# [Information provided]
[Start of Attachment]
// benches/gpu_benchmarks.rs — GPU pipeline benchmarks.
//
//   cargo bench --bench gpu_benchmarks
//
// Requires a Vulkan device. Criterion measures wall time including host
// overhead (buffer writes, bind groups, submit, poll) — the right metric
// here, since the pipeline contract is synchronous: the caller blocks on
// the full run. Warmup is set explicitly because the first iterations pay
// shader JIT costs on some drivers.
//
// The one-shot sobel_filter() entry is benchmarked separately from a held
// SobelPipeline to show what pipeline reuse buys.

use std::time::Duration;

use criterion::{criterion_group, criterion_main, BenchmarkId, Criterion};

use sobelisk::batch::ImageBatch;
use sobelisk::gpu::device::GpuDevice;
use sobelisk::gpu::pipeline::{sobel_filter, SobelPipeline};
use sobelisk::pipeline::{sobel_filter_reference, SobelConfig};

fn make_rgb_batch(w: usize, h: usize, batch: usize) -> ImageBatch {
    let mut rng = 0xDECAFu32;
    let mut out = ImageBatch::new(w, h, batch, 3);
    for b in 0..batch {
        for y in 0..h {
            for x in 0..w {
                let mut next = || {
                    rng = rng.wrapping_mul(1664525).wrapping_add(1013904223);
                    (rng >> 24) as u8
                };
                out.set_rgb(b, y, x, [next(), next(), next()]);
            }
        }
    }
    out
}

fn bench_pipeline_gpu_vs_cpu(c: &mut Criterion) {
    let gpu = GpuDevice::new().expect("no Vulkan GPU");
    let mut pipeline = SobelPipeline::new(&gpu);

    let mut group = c.benchmark_group("pipeline");
    group.warm_up_time(Duration::from_secs(2));
    group.sample_size(20);

    for batch in [1usize, 8, 32] {
        let input = make_rgb_batch(640, 480, batch);

        group.bench_function(BenchmarkId::new("gpu_640x480", batch), |b| {
            b.iter(|| pipeline.run(&gpu, &input).unwrap())
        });

        group.bench_function(BenchmarkId::new("cpu_640x480", batch), |b| {
            b.iter(|| {
                sobel_filter_reference(
                    &input,
                    &SobelConfig::default(),
                    gpu.workgroup_size.tile_geometry(),
                )
                .unwrap()
            })
        });
    }
    group.finish();
}

fn bench_one_shot_entry(c: &mut Criterion) {
    let gpu = GpuDevice::new().expect("no Vulkan GPU");
    let input = make_rgb_batch(640, 480, 8);

    let mut group = c.benchmark_group("one_shot");
    group.warm_up_time(Duration::from_secs(2));
    group.sample_size(10);
    group.bench_function("sobel_filter_640x480x8", |b| {
        b.iter(|| sobel_filter(&gpu, &input).unwrap())
    });
    group.finish();
}

criterion_group!(benches, bench_pipeline_gpu_vs_cpu, bench_one_shot_entry);
criterion_main!(benches);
[End of Attachment]
# [Required work]
Above are the records; please copy exactly their first line and each line after it through the line containing "out.set_rgb(b, y, x, [next(), next(), next()]);", and no line after that.

# [Response for this exercise]
// benches/gpu_benchmarks.rs — GPU pipeline benchmarks.
//
//   cargo bench --bench gpu_benchmarks
//
// Requires a Vulkan device. Criterion measures wall time including host
// overhead (buffer writes, bind groups, submit, poll) — the right metric
// here, since the pipeline contract is synchronous: the caller blocks on
// the full run. Warmup is set explicitly because the first iterations pay
// shader JIT costs on some drivers.
//
// The one-shot sobel_filter() entry is benchmarked separately from a held
// SobelPipeline to show what pipeline reuse buys.

use std::time::Duration;

use criterion::{criterion_group, criterion_main, BenchmarkId, Criterion};

use sobelisk::batch::ImageBatch;
use sobelisk::gpu::device::GpuDevice;
use sobelisk::gpu::pipeline::{sobel_filter, SobelPipeline};
use sobelisk::pipeline::{sobel_filter_reference, SobelConfig};

fn make_rgb_batch(w: usize, h: usize, batch: usize) -> ImageBatch {
    let mut rng = 0xDECAFu32;
    let mut out = ImageBatch::new(w, h, batch, 3);
    for b in 0..batch {
        for y in 0..h {
            for x in 0..w {
                let mut next = || {
                    rng = rng.wrapping_mul(1664525).wrapping_add(1013904223);
                    (rng >> 24) as u8
                };
                out.set_rgb(b, y, x, [next(), next(), next()]);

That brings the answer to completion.